:: YOUR GOAL ::
Extract each line holding the word "inner" from the entries.

:: DATA EXTRACT ::
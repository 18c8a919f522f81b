//! Reference grammar. A reference is one of:
//!
//! * a plain number: an id, when it is above the configured offset;
//! * `user@project:study` with an optional `/path` suffix;
//! * `project:study`;
//! * a bare name;
//! * any of the above prefixed with `!` to mark exclusion;
//! * `*`.
//!
//! Comma-separated lists are split before parsing and keep their order.

use catalog_types::{CatalogError, CatalogId};

#[derive(Debug, Clone, PartialEq, Eq)]
pub enum EntityRef {
    /// A numeric id above the configured offset.
    Id(CatalogId),
    /// `[user@][project:]study[/path]`.
    Scoped {
        owner: Option<String>,
        project: Option<String>,
        study: String,
        path: Option<String>,
    },
    /// A bare name, searched across the caller's accessible studies.
    Name(String),
    /// `!ref`; legal in query filters only, never in mutations.
    Negated(Box<EntityRef>),
    /// `*`.
    Wildcard,
}

impl EntityRef {
    pub fn is_negated(&self) -> bool {
        matches!(self, Self::Negated(_))
    }
}

/// Parses reference strings against a configured id offset.
#[derive(Debug, Clone, Copy)]
pub struct RefParser {
    pub id_offset: CatalogId,
}

impl RefParser {
    pub fn new(id_offset: CatalogId) -> Self {
        Self { id_offset }
    }

    pub fn parse(&self, reference: &str) -> Result<EntityRef, CatalogError> {
        let reference = reference.trim();
        if reference.is_empty() {
            return Err(CatalogError::InvalidArgument(
                "empty entity reference".to_string(),
            ));
        }

        if let Some(rest) = reference.strip_prefix('!') {
            if rest.starts_with('!') {
                return Err(CatalogError::InvalidArgument(format!(
                    "'{reference}' has more than one negation prefix"
                )));
            }
            return Ok(EntityRef::Negated(Box::new(self.parse(rest)?)));
        }

        if reference == "*" {
            return Ok(EntityRef::Wildcard);
        }

        if let Ok(id) = reference.parse::<CatalogId>() {
            if id > self.id_offset {
                return Ok(EntityRef::Id(id));
            }
            // Below the offset a number is just a name.
            return Ok(EntityRef::Name(reference.to_string()));
        }

        let (owner, rest) = match reference.split_once('@') {
            Some((owner, rest)) => {
                if owner.is_empty() || rest.is_empty() {
                    return Err(CatalogError::InvalidArgument(format!(
                        "malformed reference '{reference}': empty user or study part"
                    )));
                }
                if rest.contains('@') {
                    return Err(CatalogError::InvalidArgument(format!(
                        "malformed reference '{reference}': more than one '@'"
                    )));
                }
                (Some(owner.to_string()), rest)
            }
            None => (None, reference),
        };

        let (scope, path) = match rest.split_once('/') {
            Some((scope, path)) => (scope, Some(path.to_string())),
            None => (rest, None),
        };

        let (project, study) = match scope.split_once(':') {
            Some((project, study)) => {
                if project.is_empty() || study.is_empty() || study.contains(':') {
                    return Err(CatalogError::InvalidArgument(format!(
                        "malformed reference '{reference}': bad 'project:study' form"
                    )));
                }
                (Some(project.to_string()), study.to_string())
            }
            None => {
                if scope.is_empty() {
                    return Err(CatalogError::InvalidArgument(format!(
                        "malformed reference '{reference}': empty study part"
                    )));
                }
                (None, scope.to_string())
            }
        };

        // Only a scoped form carries owner/project/path context; a naked
        // name stays a Name so resolution can search accessible studies.
        if owner.is_none() && project.is_none() && path.is_none() {
            return Ok(EntityRef::Name(study));
        }

        Ok(EntityRef::Scoped {
            owner,
            project,
            study,
            path,
        })
    }

    /// Split a comma-separated list and parse every element, preserving
    /// input order.
    pub fn parse_list(&self, references: &str) -> Result<Vec<EntityRef>, CatalogError> {
        references.split(',').map(|r| self.parse(r)).collect()
    }
}
//! The request-scoped authorization context.
//!
//! Listing a directory touches many files that share ancestor paths; a naive
//! resolver would re-fetch the same path ACLs once per file. The context
//! memoizes `path -> member -> acl` for the lifetime of one external request
//! so the resolver pays at most one bulk lookup per distinct ancestor-path
//! set. It is a plain value carried through the call chain, never global
//! state.

use catalog_store::CatalogStore;
use catalog_types::{CatalogError, RawAcl, StudyId};
use std::collections::HashMap;

#[derive(Default)]
pub struct AuthContext {
    /// `path -> member -> entry`. An inner `None` records that the member
    /// was looked up and has no ACL on that path; absence of the inner key
    /// means it was never fetched.
    paths: HashMap<String, HashMap<String, Option<RawAcl>>>,
    bulk_lookups: usize,
}

impl AuthContext {
    pub fn new() -> Self {
        Self::default()
    }

    /// Number of bulk ACL round-trips performed so far on behalf of this
    /// request.
    pub fn bulk_lookups(&self) -> usize {
        self.bulk_lookups
    }

    pub fn cached(&self, path: &str, member: &str) -> Option<&Option<RawAcl>> {
        self.paths.get(path).and_then(|m| m.get(member))
    }

    /// Make sure every `(path, member)` pair is populated, fetching the
    /// missing ones in a single bulk lookup.
    pub async fn ensure_paths(
        &mut self,
        store: &dyn CatalogStore,
        study_id: StudyId,
        paths: &[String],
        members: &[String],
    ) -> Result<(), CatalogError> {
        let missing: Vec<String> = paths
            .iter()
            .filter(|path| {
                let cached = self.paths.get(*path);
                !members
                    .iter()
                    .all(|m| cached.map_or(false, |c| c.contains_key(m)))
            })
            .cloned()
            .collect();

        if missing.is_empty() {
            return Ok(());
        }

        let fetched = store
            .get_acls_by_paths(study_id, &missing, members)
            .await?;
        self.bulk_lookups += 1;

        for path in missing {
            let acls = fetched.get(&path);
            let slot = self.paths.entry(path).or_default();
            for member in members {
                let entry = acls
                    .and_then(|list| list.iter().find(|a| &a.member == member))
                    .cloned();
                slot.insert(member.clone(), entry);
            }
        }
        Ok(())
    }
}
#[tokio::test]
async fn listing_files_reuses_the_request_cache() {
    let fx = fixture().await;
    add_file(&fx.store, 10, "data/").await;
    add_file(&fx.store, 11, "data/a.vcf").await;
    add_file(&fx.store, 12, "data/b.vcf").await;
    add_file(&fx.store, 13, "data/c.vcf").await;
    enroll(&fx, Member::user("eve"), btreeset! { StudyPermission::ViewFiles }).await;

    let mut ctx = AuthContext::new();
    let files = vec![
        fx.store.get_file(11).await.unwrap(),
        fx.store.get_file(12).await.unwrap(),
        fx.store.get_file(13).await.unwrap(),
    ];
    let visible = fx
        .resolver
        .filter_viewable(&mut ctx, &Member::user("eve"), files.clone())
        .await
        .unwrap();
    k9::assert_equal!(visible.len(), 3);

    // at most one bulk lookup per distinct ancestor-path set
    let lookups = ctx.bulk_lookups();
    assert!(lookups <= 3, "{lookups} lookups for 3 files");

    // a second pass over the same files is fully served from the cache
    fx.resolver
        .filter_viewable(&mut ctx, &Member::user("eve"), files)
        .await
        .unwrap();
    k9::assert_equal!(ctx.bulk_lookups(), lookups);
}

#[tokio::test]
async fn annotation_sets_are_scrubbed_without_view_annotations() {
    let fx = fixture().await;
    let mut ctx = AuthContext::new();
    fx.store
        .create_sample(Sample {
            id: 50,
            study_id: STUDY,
            name: "NA12878".into(),
            source: None,
            annotation_sets: Some(vec![AnnotationSet {
                name: "clinical".into(),
                variable_set_id: 1,
                annotations: Default::default(),
            }]),
            acl: vec![],
            status: Status::Ready,
        })
        .await
        .unwrap();
    enroll(
        &fx,
        Member::user("eve"),
        btreeset! { StudyPermission::ViewSamples },
    )
    .await;

    let samples = vec![fx.store.get_sample(50).await.unwrap()];
    let mut visible = fx
        .resolver
        .filter_viewable(&mut ctx, &Member::user("eve"), samples)
        .await
        .unwrap();
    k9::assert_equal!(visible.len(), 1);

    fx.resolver
        .scrub_annotations(&mut ctx, &Member::user("eve"), &mut visible)
        .await
        .unwrap();
    assert!(visible[0].annotation_sets.is_none());

    // the owner keeps them
    let mut for_owner = vec![fx.store.get_sample(50).await.unwrap()];
    fx.resolver
        .scrub_annotations(&mut ctx, &owner(), &mut for_owner)
        .await
        .unwrap();
    assert!(for_owner[0].annotation_sets.is_some());

    // sample-level VIEW must also hold for a member without any grant
    let decision = fx
        .resolver
        .check(
            &mut ctx,
            &Member::user("carol"),
            50,
            SamplePermission::View,
        )
        .await
        .unwrap();
    assert!(!decision.is_allow());
}
use catalog::CatalogManager;
use catalog_store::{CatalogStore, LockToken};
use catalog_types::{CatalogError, Member, StudyPermission};
use clap::Parser;
use std::time::Duration;

#[derive(Debug, Parser)]
pub enum StudyCommand {
    /// Acquire the study lock; prints the lease token
    Lock(LockCommand),
    /// Release a previously acquired lock token
    Unlock(UnlockCommand),
    /// Create a group
    GroupCreate(GroupCreateCommand),
    /// Add members to a group
    GroupAdd(GroupMembersCommand),
    /// Remove members from a group
    GroupRemove(GroupMembersCommand),
    /// Delete a group and its ACL entry
    GroupDelete(GroupDeleteCommand),
    /// List the variable sets visible to the caller
    VariableSets(VariableSetsCommand),
}

impl StudyCommand {
    pub async fn run(
        &self,
        manager: &CatalogManager,
        caller: &Member,
    ) -> Result<(), CatalogError> {
        match self {
            Self::Lock(cmd) => cmd.run(manager, caller).await,
            Self::Unlock(cmd) => cmd.run(manager, caller).await,
            Self::GroupCreate(cmd) => cmd.run(manager, caller).await,
            Self::GroupAdd(cmd) => cmd.run(manager, caller, true).await,
            Self::GroupRemove(cmd) => cmd.run(manager, caller, false).await,
            Self::GroupDelete(cmd) => cmd.run(manager, caller).await,
            Self::VariableSets(cmd) => cmd.run(manager, caller).await,
        }
    }
}

#[derive(Debug, Parser)]
pub struct LockCommand {
    #[arg(long)]
    study: String,

    /// Lease duration in seconds
    #[arg(long, default_value_t = 20)]
    duration: u64,

    /// Acquisition timeout in seconds
    #[arg(long, default_value_t = 10)]
    timeout: u64,
}

impl LockCommand {
    async fn run(&self, manager: &CatalogManager, caller: &Member) -> Result<(), CatalogError> {
        let study_id = manager.studies().resolve(caller, &self.study).await?;
        manager
            .auth()
            .check_study(caller, study_id, StudyPermission::UpdateStudy)
            .await?
            .require()?;

        let token = manager
            .store()
            .lock_study(
                study_id,
                Duration::from_secs(self.duration),
                Duration::from_secs(self.timeout),
            )
            .await?;
        println!("{token}");
        Ok(())
    }
}

#[derive(Debug, Parser)]
pub struct UnlockCommand {
    /// A token printed by `study lock`
    #[arg(long)]
    token: String,
}

impl UnlockCommand {
    async fn run(&self, manager: &CatalogManager, _caller: &Member) -> Result<(), CatalogError> {
        let token: LockToken = self
            .token
            .parse()
            .map_err(CatalogError::InvalidArgument)?;
        manager.store().unlock_study(token).await
    }
}

#[derive(Debug, Parser)]
pub struct GroupCreateCommand {
    #[arg(long)]
    study: String,

    /// Group name, without the '@' prefix
    #[arg(long)]
    name: String,

    /// Comma-separated user ids
    #[arg(long, default_value = "")]
    members: String,
}

impl GroupCreateCommand {
    async fn run(&self, manager: &CatalogManager, caller: &Member) -> Result<(), CatalogError> {
        let members = split_members(&self.members);
        let group = manager
            .studies()
            .create_group(caller, &self.study, &self.name, members)
            .await?;
        crate::print_json(&group)
    }
}

#[derive(Debug, Parser)]
pub struct GroupMembersCommand {
    #[arg(long)]
    study: String,

    #[arg(long)]
    name: String,

    #[arg(long)]
    members: String,
}

impl GroupMembersCommand {
    async fn run(
        &self,
        manager: &CatalogManager,
        caller: &Member,
        add: bool,
    ) -> Result<(), CatalogError> {
        let members = split_members(&self.members);
        let group = if add {
            manager
                .studies()
                .add_group_members(caller, &self.study, &self.name, members)
                .await?
        } else {
            manager
                .studies()
                .remove_group_members(caller, &self.study, &self.name, members)
                .await?
        };
        crate::print_json(&group)
    }
}

#[derive(Debug, Parser)]
pub struct GroupDeleteCommand {
    #[arg(long)]
    study: String,

    #[arg(long)]
    name: String,
}

impl GroupDeleteCommand {
    async fn run(&self, manager: &CatalogManager, caller: &Member) -> Result<(), CatalogError> {
        manager
            .studies()
            .delete_group(caller, &self.study, &self.name)
            .await
    }
}

#[derive(Debug, Parser)]
pub struct VariableSetsCommand {
    #[arg(long)]
    study: String,
}

impl VariableSetsCommand {
    async fn run(&self, manager: &CatalogManager, caller: &Member) -> Result<(), CatalogError> {
        let sets = manager
            .studies()
            .variable_sets(caller, &self.study)
            .await?;
        crate::print_json(&sets)
    }
}

fn split_members(raw: &str) -> Vec<String> {
    raw.split(',')
        .map(str::trim)
        .filter(|m| !m.is_empty())
        .map(str::to_string)
        .collect()
}
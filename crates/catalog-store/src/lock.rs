//! Advisory study locks with lease semantics: a lock is held for a declared
//! duration and silently lapses when it expires, so a crashed holder cannot
//! wedge a study. Tokens are uuids; release with a stale or foreign token is
//! a no-op.

use catalog_types::{CatalogError, StudyId};
use parking_lot::Mutex;
use serde::{Deserialize, Serialize};
use std::collections::HashMap;
use std::sync::Arc;
use std::time::{Duration, Instant};
use tokio::sync::Notify;
use uuid::Uuid;

/// How long a lock is held before it lapses on its own.
pub const DEFAULT_LOCK_DURATION: Duration = Duration::from_secs(20);
/// How long an acquirer waits before giving up with `Timeout`.
pub const DEFAULT_LOCK_TIMEOUT: Duration = Duration::from_secs(10);

/// Proof of a held study lock. Required by every mutating configuration
/// operation.
#[derive(Debug, Clone, Copy, PartialEq, Eq, Serialize, Deserialize)]
pub struct LockToken {
    pub study_id: StudyId,
    pub uuid: Uuid,
}

impl std::fmt::Display for LockToken {
    fn fmt(&self, fmt: &mut std::fmt::Formatter) -> std::fmt::Result {
        write!(fmt, "{}:{}", self.study_id, self.uuid)
    }
}

impl std::str::FromStr for LockToken {
    type Err = String;

    fn from_str(s: &str) -> Result<Self, String> {
        let (study, uuid) = s
            .split_once(':')
            .ok_or_else(|| format!("expected 'study:uuid', got '{s}'"))?;
        Ok(Self {
            study_id: study
                .parse()
                .map_err(|err| format!("invalid study id '{study}': {err}"))?,
            uuid: uuid
                .parse()
                .map_err(|err| format!("invalid lock uuid '{uuid}': {err}"))?,
        })
    }
}

struct Holder {
    uuid: Uuid,
    expires: Instant,
}

struct LockSet {
    holder: Mutex<Option<Holder>>,
    notify: Notify,
}

impl LockSet {
    fn new() -> Self {
        Self {
            holder: Mutex::new(None),
            notify: Notify::new(),
        }
    }

    fn acquire_immediate(&self, uuid: Uuid, duration: Duration) -> bool {
        let mut holder = self.holder.lock();
        let now = Instant::now();
        if let Some(current) = &*holder {
            if current.expires > now {
                return false;
            }
        }
        *holder = Some(Holder {
            uuid,
            expires: now + duration,
        });
        true
    }

    async fn acquire(
        &self,
        uuid: Uuid,
        duration: Duration,
        deadline: Instant,
    ) -> Result<(), AcquireTimedOut> {
        loop {
            if self.acquire_immediate(uuid, duration) {
                return Ok(());
            }

            match tokio::time::timeout_at(deadline.into(), self.notify.notified()).await {
                Err(_) => {
                    // One last try: the holder may have lapsed while we slept.
                    if self.acquire_immediate(uuid, duration) {
                        return Ok(());
                    }
                    return Err(AcquireTimedOut);
                }
                Ok(_) => continue,
            }
        }
    }

    fn extend(&self, uuid: Uuid, duration: Duration) -> bool {
        let mut holder = self.holder.lock();
        match &mut *holder {
            Some(current) if current.uuid == uuid && current.expires > Instant::now() => {
                current.expires = Instant::now() + duration;
                true
            }
            _ => false,
        }
    }

    fn release(&self, uuid: Uuid) {
        let mut holder = self.holder.lock();
        if let Some(current) = &*holder {
            if current.uuid == uuid {
                *holder = None;
            }
        }
        drop(holder);
        self.notify.notify_one();
    }
}

pub(crate) struct AcquireTimedOut;

/// One lock set per study, created on first use.
pub struct StudyLocks {
    sets: Mutex<HashMap<StudyId, Arc<LockSet>>>,
}

impl StudyLocks {
    pub fn new() -> Self {
        Self {
            sets: Mutex::new(HashMap::new()),
        }
    }

    fn set_for(&self, study_id: StudyId) -> Arc<LockSet> {
        self.sets
            .lock()
            .entry(study_id)
            .or_insert_with(|| Arc::new(LockSet::new()))
            .clone()
    }

    pub async fn acquire(
        &self,
        study_id: StudyId,
        duration: Duration,
        timeout: Duration,
    ) -> Result<LockToken, CatalogError> {
        let uuid = Uuid::new_v4();
        let deadline = Instant::now() + timeout;
        let set = self.set_for(study_id);
        set.acquire(uuid, duration, deadline)
            .await
            .map_err(|AcquireTimedOut| CatalogError::Timeout { study_id })?;
        Ok(LockToken { study_id, uuid })
    }

    /// Idempotent; silently ignores expired or foreign tokens.
    pub fn release(&self, token: LockToken) {
        if let Some(set) = self.sets.lock().get(&token.study_id).cloned() {
            set.release(token.uuid);
        }
    }

    /// Push the expiry of a still-held lock out by `duration`. Fails when
    /// the token no longer holds the lock.
    pub fn extend(&self, token: LockToken, duration: Duration) -> Result<(), CatalogError> {
        let set = self.set_for(token.study_id);
        if set.extend(token.uuid, duration) {
            Ok(())
        } else {
            Err(CatalogError::Precondition(format!(
                "lock token {token} no longer holds the lock"
            )))
        }
    }

    /// Whether `token` currently holds its study's lock.
    pub fn is_held(&self, token: LockToken) -> bool {
        match self.sets.lock().get(&token.study_id) {
            Some(set) => match &*set.holder.lock() {
                Some(holder) => holder.uuid == token.uuid && holder.expires > Instant::now(),
                None => false,
            },
            None => false,
        }
    }
}

impl Default for StudyLocks {
    fn default() -> Self {
        Self::new()
    }
}
//! Identifier resolution: turns the mixed textual/numeric references
//! accepted at the API surface into typed `(caller, study, entity)` triples,
//! validating existence along the way.

use catalog_store::CatalogStore;
use catalog_types::entity::Study;
use catalog_types::{CatalogError, CatalogId, EntityKind, Member, StudyId, MISSING_ID};
use std::sync::Arc;

pub mod parse;

pub use parse::{EntityRef, RefParser};

/// A fully resolved entity reference.
#[derive(Debug, Clone, PartialEq, Eq)]
pub struct Resolved {
    pub caller: Member,
    pub study_id: StudyId,
    pub entity_id: CatalogId,
    /// Set for `!`-prefixed references; meaningful to query filters only.
    pub excluded: bool,
}

/// One element of a bulk resolution, in input order.
#[derive(Debug)]
pub enum BulkEntry {
    Found(Resolved),
    Missing {
        reference: String,
        error: CatalogError,
    },
}

impl BulkEntry {
    /// The adaptor-boundary id convention: `-1` for missing entries.
    pub fn adaptor_id(&self) -> CatalogId {
        match self {
            Self::Found(resolved) => resolved.entity_id,
            Self::Missing { .. } => MISSING_ID,
        }
    }
}

pub struct Resolver {
    store: Arc<dyn CatalogStore>,
    parser: RefParser,
}

impl Resolver {
    pub fn new(store: Arc<dyn CatalogStore>, id_offset: CatalogId) -> Self {
        Self {
            store,
            parser: RefParser::new(id_offset),
        }
    }

    pub fn parser(&self) -> &RefParser {
        &self.parser
    }

    /// The studies this caller can see at all: owned, joined through a
    /// group, granted any study ACL, or carrying a `*`/`anonymous` entry.
    /// The admin daemon sees every study; its access is gated later by the
    /// daemon-ACL table.
    pub async fn accessible_studies(&self, caller: &Member) -> Result<Vec<Study>, CatalogError> {
        let studies = self.store.list_studies().await?;
        if matches!(caller, Member::Admin) {
            return Ok(studies);
        }
        let mut accessible = Vec::new();
        for study in studies {
            if self.is_accessible(caller, &study).await? {
                accessible.push(study);
            }
        }
        Ok(accessible)
    }

    async fn is_accessible(&self, caller: &Member, study: &Study) -> Result<bool, CatalogError> {
        let open = study
            .acl
            .iter()
            .any(|a| a.member == "*" || a.member == "anonymous");
        match caller {
            Member::Admin => Ok(true),
            Member::Anonymous | Member::Anyone => Ok(open),
            Member::Group(name) => {
                Ok(open || study.acl.iter().any(|a| a.member == format!("@{name}")))
            }
            Member::User(user) => {
                if open
                    || study.group_of(user).is_some()
                    || study.acl.iter().any(|a| &a.member == user)
                {
                    return Ok(true);
                }
                let owner = self.store.get_study_owner(study.id).await?;
                Ok(&owner == user)
            }
        }
    }

    pub async fn resolve_study_ref(
        &self,
        caller: &Member,
        reference: &str,
    ) -> Result<StudyId, CatalogError> {
        let parsed = self.parser.parse(reference)?;
        self.resolve_study(caller, &parsed).await
    }

    pub async fn resolve_study(
        &self,
        caller: &Member,
        reference: &EntityRef,
    ) -> Result<StudyId, CatalogError> {
        match reference {
            EntityRef::Id(id) => {
                self.store.get_study(*id).await?;
                Ok(*id)
            }
            EntityRef::Scoped {
                owner,
                project,
                study,
                path: _,
            } => {
                self.resolve_scoped_study(caller, owner.as_deref(), project.as_deref(), study)
                    .await
            }
            EntityRef::Name(name) => {
                let candidates = self.store.find_studies_by_alias(name).await?;
                let mut matches = Vec::new();
                for id in candidates {
                    let study = self.store.get_study(id).await?;
                    if self.is_accessible(caller, &study).await? {
                        matches.push(id);
                    }
                }
                match matches.as_slice() {
                    [] => Err(CatalogError::not_found("Study", name)),
                    [id] => Ok(*id),
                    _ => Err(CatalogError::ambiguous("study", name)),
                }
            }
            EntityRef::Negated(_) => Err(CatalogError::InvalidArgument(
                "a negated reference cannot name a study".to_string(),
            )),
            EntityRef::Wildcard => Err(CatalogError::InvalidArgument(
                "'*' cannot name a study".to_string(),
            )),
        }
    }

    /// `user@project:study` and its abbreviations. A missing `user@` part
    /// defaults to the caller; anonymous callers must spell the owner out.
    async fn resolve_scoped_study(
        &self,
        caller: &Member,
        owner: Option<&str>,
        project: Option<&str>,
        study: &str,
    ) -> Result<StudyId, CatalogError> {
        let owner = match (owner, caller) {
            (Some(owner), _) => owner.to_string(),
            (None, Member::User(user)) => user.clone(),
            (None, _) => {
                return Err(CatalogError::InvalidArgument(format!(
                    "a scoped study reference needs an explicit 'user@' part for {caller} callers"
                )));
            }
        };

        if let Some(project) = project {
            let project_id = self
                .store
                .find_project_by_alias(&owner, project)
                .await?
                .ok_or_else(|| CatalogError::not_found("Project", project))?;
            return self
                .store
                .find_study_in_project(project_id, study)
                .await?
                .ok_or_else(|| CatalogError::not_found("Study", study));
        }

        let mut matches = Vec::new();
        for id in self.store.find_studies_by_alias(study).await? {
            if self.store.get_study_owner(id).await? == owner {
                matches.push(id);
            }
        }
        match matches.as_slice() {
            [] => Err(CatalogError::not_found("Study", study)),
            [id] => Ok(*id),
            _ => Err(CatalogError::ambiguous("study", study)),
        }
    }

    pub async fn resolve_entity(
        &self,
        caller: &Member,
        kind: EntityKind,
        reference: &EntityRef,
    ) -> Result<Resolved, CatalogError> {
        match reference {
            EntityRef::Id(id) => {
                if !self.store.check_id(kind, *id).await? {
                    return Err(CatalogError::not_found(
                        format!("{} id", kind.label()),
                        id,
                    ));
                }
                let study_id = self.store.study_of(kind, *id).await?;
                Ok(Resolved {
                    caller: caller.clone(),
                    study_id,
                    entity_id: *id,
                    excluded: false,
                })
            }
            EntityRef::Scoped { path, .. } => {
                let study_id = self.resolve_study(caller, reference).await?;
                let Some(path) = path else {
                    if kind == EntityKind::Study {
                        return Ok(Resolved {
                            caller: caller.clone(),
                            study_id,
                            entity_id: study_id,
                            excluded: false,
                        });
                    }
                    return Err(CatalogError::InvalidArgument(format!(
                        "reference does not name a {}",
                        kind.label()
                    )));
                };
                let entity_id = match kind {
                    EntityKind::File => match self.file_id_by_path(study_id, path).await? {
                        Some(id) => id,
                        None => {
                            return Err(CatalogError::not_found("File", path));
                        }
                    },
                    _ => self
                        .store
                        .find_by_name(kind, study_id, path)
                        .await?
                        .ok_or_else(|| {
                            CatalogError::not_found(format!("{} id", kind.label()), path)
                        })?,
                };
                Ok(Resolved {
                    caller: caller.clone(),
                    study_id,
                    entity_id,
                    excluded: false,
                })
            }
            EntityRef::Name(name) => self.resolve_entity_by_name(caller, kind, name).await,
            EntityRef::Negated(inner) => {
                let mut resolved = Box::pin(self.resolve_entity(caller, kind, inner)).await?;
                resolved.excluded = true;
                Ok(resolved)
            }
            EntityRef::Wildcard => Err(CatalogError::InvalidArgument(format!(
                "'*' cannot name a {}",
                kind.label()
            ))),
        }
    }

    /// Files may be addressed either by their path or by their plain name;
    /// directories are stored with a trailing `/` which callers routinely
    /// leave off.
    async fn file_id_by_path(
        &self,
        study_id: StudyId,
        path: &str,
    ) -> Result<Option<CatalogId>, CatalogError> {
        if let Some(file) = self.store.file_by_path(study_id, path).await? {
            return Ok(Some(file.id));
        }
        if !path.ends_with('/') {
            if let Some(file) = self
                .store
                .file_by_path(study_id, &format!("{path}/"))
                .await?
            {
                return Ok(Some(file.id));
            }
        }
        self.store.find_by_name(EntityKind::File, study_id, path).await
    }

    async fn resolve_entity_by_name(
        &self,
        caller: &Member,
        kind: EntityKind,
        name: &str,
    ) -> Result<Resolved, CatalogError> {
        if kind == EntityKind::Study {
            let study_id = self
                .resolve_study(caller, &EntityRef::Name(name.to_string()))
                .await?;
            return Ok(Resolved {
                caller: caller.clone(),
                study_id,
                entity_id: study_id,
                excluded: false,
            });
        }

        let mut matches = Vec::new();
        for study in self.accessible_studies(caller).await? {
            if let Some(id) = self.store.find_by_name(kind, study.id, name).await? {
                matches.push((study.id, id));
            }
        }
        match matches.as_slice() {
            [] => Err(CatalogError::not_found(
                format!("{} id", kind.label()),
                name,
            )),
            [(study_id, entity_id)] => Ok(Resolved {
                caller: caller.clone(),
                study_id: *study_id,
                entity_id: *entity_id,
                excluded: false,
            }),
            _ => Err(CatalogError::ambiguous(kind.label(), name)),
        }
    }

    /// Resolve a comma-separated reference list, preserving input order.
    ///
    /// In silent mode, per-item `NotFound`/`Ambiguous` failures become
    /// `Missing` entries instead of aborting the batch; adaptor or argument
    /// errors still abort.
    pub async fn resolve_list(
        &self,
        caller: &Member,
        kind: EntityKind,
        references: &str,
        silent: bool,
    ) -> Result<Vec<BulkEntry>, CatalogError> {
        let mut entries = Vec::new();
        for piece in references.split(',') {
            let item = async {
                let parsed = self.parser.parse(piece)?;
                self.resolve_entity(caller, kind, &parsed).await
            }
            .await;
            match item {
                Ok(resolved) => entries.push(BulkEntry::Found(resolved)),
                Err(error @ (CatalogError::NotFound { .. } | CatalogError::Ambiguous { .. })) => {
                    if silent {
                        entries.push(BulkEntry::Missing {
                            reference: piece.trim().to_string(),
                            error,
                        });
                    } else {
                        return Err(error);
                    }
                }
                Err(error) => return Err(error),
            }
        }
        Ok(entries)
    }
}

#[cfg(test)]
mod tests;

:: RESPONSE AREA ::
    /// `path -> member -> entry`. An inner `None` records that the member
    /// was looked up and has no ACL on that path; absence of the inner key
            EntityRef::Negated(inner) => {
                let mut resolved = Box::pin(self.resolve_entity(caller, kind, inner)).await?;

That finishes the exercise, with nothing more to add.